A Tutorial Guide for Debezium Data Synchronization

· 3 min read
Barry Logen

Debezium is an open-source CDC (Change Data Capture) tool that streams database changes in real-time to Kafka, where data can be further processed or synchronized with various databases like MySQL, Oracle, PostgreSQL, StarRocks, and more through Sink Connectors.

Using a MySQL -> Kafka -> StarRocks pipeline as an example, this guide demonstrates how Debezium enables efficient and stable data synchronization across systems.

debezium_01

Debezium Environment Setup

  • One-click deployment of related resources (Docker) debezium-test.tar.gz
    • Kafka Cluster + Kafka UI (Middleware)
    • Debezium (Synchronization Tool)
    • MySQL (Source)
    • StarRocks (Target)
    tar -xzvf debezium-test.tar.gz
    sh install.sh

Create MySQL Source Connector

  • The source is MySQL, created using the table below.

    CREATE DATABASE `inventory`;

    CREATE TABLE `inventory`.`customer` (
    `c_int` int NOT NULL,
    `c_bigint` bigint NOT NULL,
    `c_decimal` decimal(10,3) NOT NULL,
    `c_date` date NOT NULL,
    `c_datetime` datetime NOT NULL,
    `c_timestamp` datetime NOT NULL DEFAULT CURRENT_TIMESTAMP,
    `c_year` int NOT NULL,
    `c_varchar` varchar(10) NOT NULL,
    `c_text` text NOT NULL,
    PRIMARY KEY (`c_int`)
    );
  • Create a Connector to subscribe to MySQL change events via Debezium’s API.

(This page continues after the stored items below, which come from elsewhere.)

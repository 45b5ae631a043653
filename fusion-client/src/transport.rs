//! Transport seam between services and the REST backend.
//!
//! Services only ever see [`Transport`]; [`RestTransport`] is the `reqwest`
//! implementation used in production. Paths are relative to the configured
//! `api_url_prefix` and never start with a slash.

use async_trait::async_trait;
use fusion_core::{FetchError, FusionError, FusionResult};
use reqwest::header::{HeaderValue, ACCEPT, CONTENT_TYPE};
use serde::de::DeserializeOwned;
use serde::Serialize;
use serde_json::Value;

use crate::config::ClientConfig;

/// JSON-over-HTTP requests against the backend.
#[async_trait]
pub trait Transport: Send + Sync {
    async fn get(&self, path: &str) -> Result<Value, FetchError>;

    async fn post(&self, path: &str, body: &Value) -> Result<Value, FetchError>;

    async fn patch(&self, path: &str, body: &Value) -> Result<Value, FetchError>;

    async fn delete(&self, path: &str) -> Result<(), FetchError>;
}

#[derive(Debug, Clone)]
pub struct RestTransport {
    client: reqwest::Client,
    base_url: String,
}

impl RestTransport {
    pub fn new(config: &ClientConfig) -> FusionResult<Self> {
        let base_url = config.api_url_prefix.trim().trim_end_matches('/').to_string();
        let client = reqwest::Client::builder()
            .timeout(config.request_timeout())
            .build()
            .map_err(|e| FetchError::Transport {
                path: base_url.clone(),
                reason: e.to_string(),
            })?;
        Ok(Self { client, base_url })
    }

    pub fn base_url(&self) -> &str {
        &self.base_url
    }

    /// Absolute URL for a relative API path.
    pub fn url(&self, path: &str) -> String {
        format!("{}/{}", self.base_url, path.trim_start_matches('/'))
    }

    async fn send(
        &self,
        path: &str,
        request: reqwest::RequestBuilder,
    ) -> Result<reqwest::Response, FetchError> {
        let response = request
            .header(ACCEPT, HeaderValue::from_static("application/json"))
            .send()
            .await
            .map_err(|e| request_error(path, e))?;

        let status = response.status();
        tracing::debug!(path = path, status = status.as_u16(), "response received");
        if status.is_success() {
            Ok(response)
        } else {
            let message = response.text().await.unwrap_or_default();
            Err(FetchError::Status {
                path: path.to_string(),
                status: status.as_u16(),
                message,
            })
        }
    }

    async fn send_json(
        &self,
        path: &str,
        request: reqwest::RequestBuilder,
    ) -> Result<Value, FetchError> {
        let response = self.send(path, request).await?;
        response.json::<Value>().await.map_err(|e| request_error(path, e))
    }
}

#[async_trait]
impl Transport for RestTransport {
    async fn get(&self, path: &str) -> Result<Value, FetchError> {
        tracing::debug!(method = "GET", path = path, "request");
        self.send_json(path, self.client.get(self.url(path))).await
    }

    async fn post(&self, path: &str, body: &Value) -> Result<Value, FetchError> {
        tracing::debug!(method = "POST", path = path, "request");
        let request = self
            .client
            .post(self.url(path))
            .header(CONTENT_TYPE, HeaderValue::from_static("application/json"))
            .json(body);
        self.send_json(path, request).await
    }

    async fn patch(&self, path: &str, body: &Value) -> Result<Value, FetchError> {
        tracing::debug!(method = "PATCH", path = path, "request");
        let request = self
            .client
            .patch(self.url(path))
            .header(CONTENT_TYPE, HeaderValue::from_static("application/json"))
            .json(body);
        self.send_json(path, request).await
    }

    async fn delete(&self, path: &str) -> Result<(), FetchError> {
        tracing::debug!(method = "DELETE", path = path, "request");
        self.send(path, self.client.delete(self.url(path))).await?;
        Ok(())
    }
}

fn request_error(path: &str, err: reqwest::Error) -> FetchError {
    let path = path.to_string();
    if err.is_timeout() {
        FetchError::Timeout { path }
    } else if err.is_decode() {
        FetchError::Decode {
            path,
            reason: err.to_string(),
        }
    } else {
        FetchError::Transport {
            path,
            reason: err.to_string(),
        }
    }
}

/// Deserialize a response body into a typed record.
pub fn decode<T: DeserializeOwned>(path: &str, value: Value) -> Result<T, FetchError> {
    serde_json::from_value(value).map_err(|e| FetchError::Decode {
        path: path.to_string(),
        reason: e.to_string(),
    })
}

/// Serialize a request body.
pub fn encode<T: Serialize>(path: &str, body: &T) -> Result<Value, FetchError> {
    serde_json::to_value(body).map_err(|e| FetchError::Decode {
        path: path.to_string(),
        reason: e.to_string(),
    })
}

/// GET `path` and decode the body. Owns its inputs so it can run as a
/// cached-fetch producer.
pub(crate) async fn get_json<T: DeserializeOwned>(
    transport: std::sync::Arc<dyn Transport>,
    path: String,
) -> FusionResult<T> {
    let value = transport.get(&path).await?;
    decode(&path, value).map_err(FusionError::from)
}

#[cfg(test)]
mod tests {
    use super::*;
    use fusion_core::FactorySite;
    use serde_json::json;

    fn config(prefix: &str) -> ClientConfig {
        ClientConfig {
            api_url_prefix: prefix.to_string(),
            request_timeout_ms: 1_000,
            cache_ttl_ms: 1_000,
            alerts_update_interval_ms: 10_000,
            data_update_interval_ms: 10_000,
        }
    }

    #[test]
    fn test_url_joins_without_double_slash() {
        let transport = RestTransport::new(&config("http://localhost:8080/api/")).unwrap();
        assert_eq!(transport.base_url(), "http://localhost:8080/api");
        assert_eq!(
            transport.url("companies/1/factorysites"),
            "http://localhost:8080/api/companies/1/factorysites"
        );
        assert_eq!(
            transport.url("/companies/1"),
            "http://localhost:8080/api/companies/1"
        );
    }

    #[test]
    fn test_decode_reports_path() {
        let err = decode::<FactorySite>("companies/1/factorysites/2", json!({"id": "x"}))
            .unwrap_err();
        assert!(matches!(err, FetchError::Decode { .. }));
        assert_eq!(err.path(), "companies/1/factorysites/2");
    }

    #[tokio::test]
    async fn test_unreachable_host_is_transport_error() {
        let transport = RestTransport::new(&config("http://127.0.0.1:9")).unwrap();
        let err = transport.get("companies").await.unwrap_err();
        assert!(matches!(
            err,
            FetchError::Transport { .. } | FetchError::Timeout { .. }
        ));
    }
}
use std::sync::Arc;

use fusion_core::{Company, EntityId, FusionResult};
use fusion_storage::{CachedFetch, EntityQuery, EntityStore};

use crate::transport::{get_json, Transport};

/// Parent key of the full company list.
const ALL_COMPANIES: &str = "companies";

/// Companies visible to the session. The active company is the one the
/// console is scoped to.
#[derive(Clone)]
pub struct CompanyService {
    transport: Arc<dyn Transport>,
    cache: CachedFetch<Company>,
}

impl CompanyService {
    pub fn new(transport: Arc<dyn Transport>, cache: CachedFetch<Company>) -> Self {
        Self { transport, cache }
    }

    pub fn query(&self) -> EntityQuery<Company> {
        self.cache.query()
    }

    pub fn store(&self) -> &EntityStore<Company> {
        self.cache.store()
    }

    pub fn cache(&self) -> &CachedFetch<Company> {
        &self.cache
    }

    /// Every company. `refresh` drops the cached list first.
    pub async fn get_companies(&self, refresh: bool) -> FusionResult<Vec<Company>> {
        if refresh {
            self.cache.invalidate_cache_parent_id(ALL_COMPANIES)?;
        }
        let transport = Arc::clone(&self.transport);
        let read = self
            .cache
            .cached_by_parent_id(ALL_COMPANIES, move || {
                get_json::<Vec<Company>>(transport, ALL_COMPANIES.to_string())
            })
            .await?;
        Ok(read.into_value())
    }

    pub async fn get_company(&self, company_id: EntityId, refresh: bool) -> FusionResult<Company> {
        if refresh {
            self.cache.invalidate_cache_id(&company_id)?;
        }
        let path = format!("companies/{company_id}");
        let transport = Arc::clone(&self.transport);
        let read = self
            .cache
            .cached_by_id(company_id, move || get_json::<Company>(transport, path))
            .await?;
        Ok(read.into_value())
    }

    pub fn set_active(&self, company_id: EntityId) {
        self.cache.store().set_active(company_id);
    }
}
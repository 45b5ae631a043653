use fusion_core::{Asset, EntityId, FetchError};
use fusion_storage::{CacheKey, CachedFetch, EntityStore, SelectOptions};
use proptest::prelude::*;
use std::collections::BTreeMap;
use std::sync::atomic::{AtomicUsize, Ordering};
use std::sync::Arc;

fn runtime() -> tokio::runtime::Runtime {
    tokio::runtime::Builder::new_current_thread()
        .enable_all()
        .build()
        .unwrap()
}

fn asset_strategy() -> impl Strategy<Value = Asset> {
    (0i64..16, "[a-z]{1,8}", proptest::option::of(0i64..100)).prop_map(|(id, name, version)| {
        let mut asset = Asset::new(id, 1, &name);
        asset.version = version;
        asset
    })
}

proptest! {
    #[test]
    fn last_upsert_wins_per_id(batch in prop::collection::vec(asset_strategy(), 0..40)) {
        let store = EntityStore::<Asset>::new();
        let mut expected: BTreeMap<EntityId, Asset> = BTreeMap::new();
        for asset in &batch {
            store.upsert(asset.clone());
            expected.insert(asset.id, asset.clone());
        }

        prop_assert_eq!(store.count(), expected.len());
        for (id, asset) in &expected {
            let stored = store.get_entity(id);
            prop_assert_eq!(stored.as_ref(), Some(asset));
        }
    }

    #[test]
    fn upsert_many_matches_sequential_upserts(batch in prop::collection::vec(asset_strategy(), 0..40)) {
        let batched = EntityStore::<Asset>::new();
        let sequential = EntityStore::<Asset>::new();
        batched.upsert_many(batch.clone());
        for asset in batch {
            sequential.upsert(asset);
        }

        let all = SelectOptions::new();
        prop_assert_eq!(batched.query().get_all(&all), sequential.query().get_all(&all));
    }

    #[test]
    fn active_always_points_at_stored_entity(
        batch in prop::collection::vec(asset_strategy(), 1..20),
        active in 0i64..16,
        removed in prop::collection::vec(0i64..16, 0..8),
    ) {
        let store = EntityStore::<Asset>::new();
        store.upsert_many(batch);
        store.set_active(active);
        store.remove_many(&removed);

        match store.snapshot().active_id() {
            Some(id) => prop_assert!(store.has_entity(id)),
            None => prop_assert!(store.get_active().is_none()),
        }
    }

    #[test]
    fn concurrent_readers_trigger_one_fetch(readers in 1usize..8) {
        let cache = CachedFetch::<Asset>::with_defaults();
        let calls = Arc::new(AtomicUsize::new(0));

        let results = runtime().block_on(async {
            let reads = (0..readers).map(|_| {
                let calls = Arc::clone(&calls);
                cache.cached_by_id(7, move || async move {
                    calls.fetch_add(1, Ordering::SeqCst);
                    tokio::task::yield_now().await;
                    Ok(Asset::new(7, 1, "press"))
                })
            });
            futures_util::future::join_all(reads).await
        });

        prop_assert_eq!(calls.load(Ordering::SeqCst), 1);
        prop_assert_eq!(results.len(), readers);
        for result in results {
            prop_assert_eq!(result.unwrap().into_value().name, "press");
        }
        prop_assert!(cache.is_cached(&CacheKey::Entity(7)).unwrap());
    }
}

#[tokio::test]
async fn failed_parent_fetch_leaves_store_untouched() {
    let cache = CachedFetch::<Asset>::with_defaults();
    cache.store().upsert(Asset::new(1, 4, "existing"));

    let result = cache
        .cached_by_parent_id("company-4", || async {
            Err(FetchError::Timeout {
                path: "companies/4/assets".to_string(),
            }
            .into())
        })
        .await;

    assert!(result.is_err());
    assert_eq!(cache.store().count(), 1);
    assert!(!cache.is_cached(&CacheKey::parent("company-4")).unwrap());
    assert!(!cache.is_in_flight(&CacheKey::parent("company-4")).unwrap());
}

    curl -i -X POST http://127.0.0.1:7750/connectors \
    -H 'Content-Type: application/json' \
    -d '{
    "name": "connector-test-mx",
    "config": {
    "connector.class": "io.debezium.connector.mysql.MySqlConnector",
    "database.hostname": "112.124.38.87",
    "database.port": "25000",
    "database.user": "root",
    "database.password": "123456",
    "database.server.id": "1",
    "database.server.name": "mx",
    "database.include.list": "inventory",
    "decimal.handling.mode": "string",
    "binary.handling.mode": "hex",
    "topic.prefix": "mx",
    "table.include.list": "inventory.customer",
    "snapshot.mode": "never",
    "database.history.kafka.bootstrap.servers": "112.124.38.87:19092,112.124.38.87:29092,112.124.38.87:39092",
    "schema.history.internal.kafka.bootstrap.servers": "112.124.38.87:19092,112.124.38.87:29092,112.124.38.87:39092",
    "schema.history.internal.kafka.topic": "mx.schemahistory.customer",
    "database.history.kafka.topic": "mx.mx_history_schema",
    "include.schema.changes": "false",
    "converters": "mysqltime",
    "mysqltime.type": "io.debezium.converter.MySQLTimeConverter",
    "mysqltime.format.date": "yyyy-MM-dd",
    "mysqltime.format.time": "HH:mm:ss",
    "mysqltime.format.datetime": "yyyy-MM-dd HH:mm:ss",
    "mysqltime.format.timestamp": "yyyy-MM-dd HH:mm:ss",
    "mysqltime.format.timestamp.zone": "UTC+8"
    }
    }'
  • After creation, check the status of the Connector.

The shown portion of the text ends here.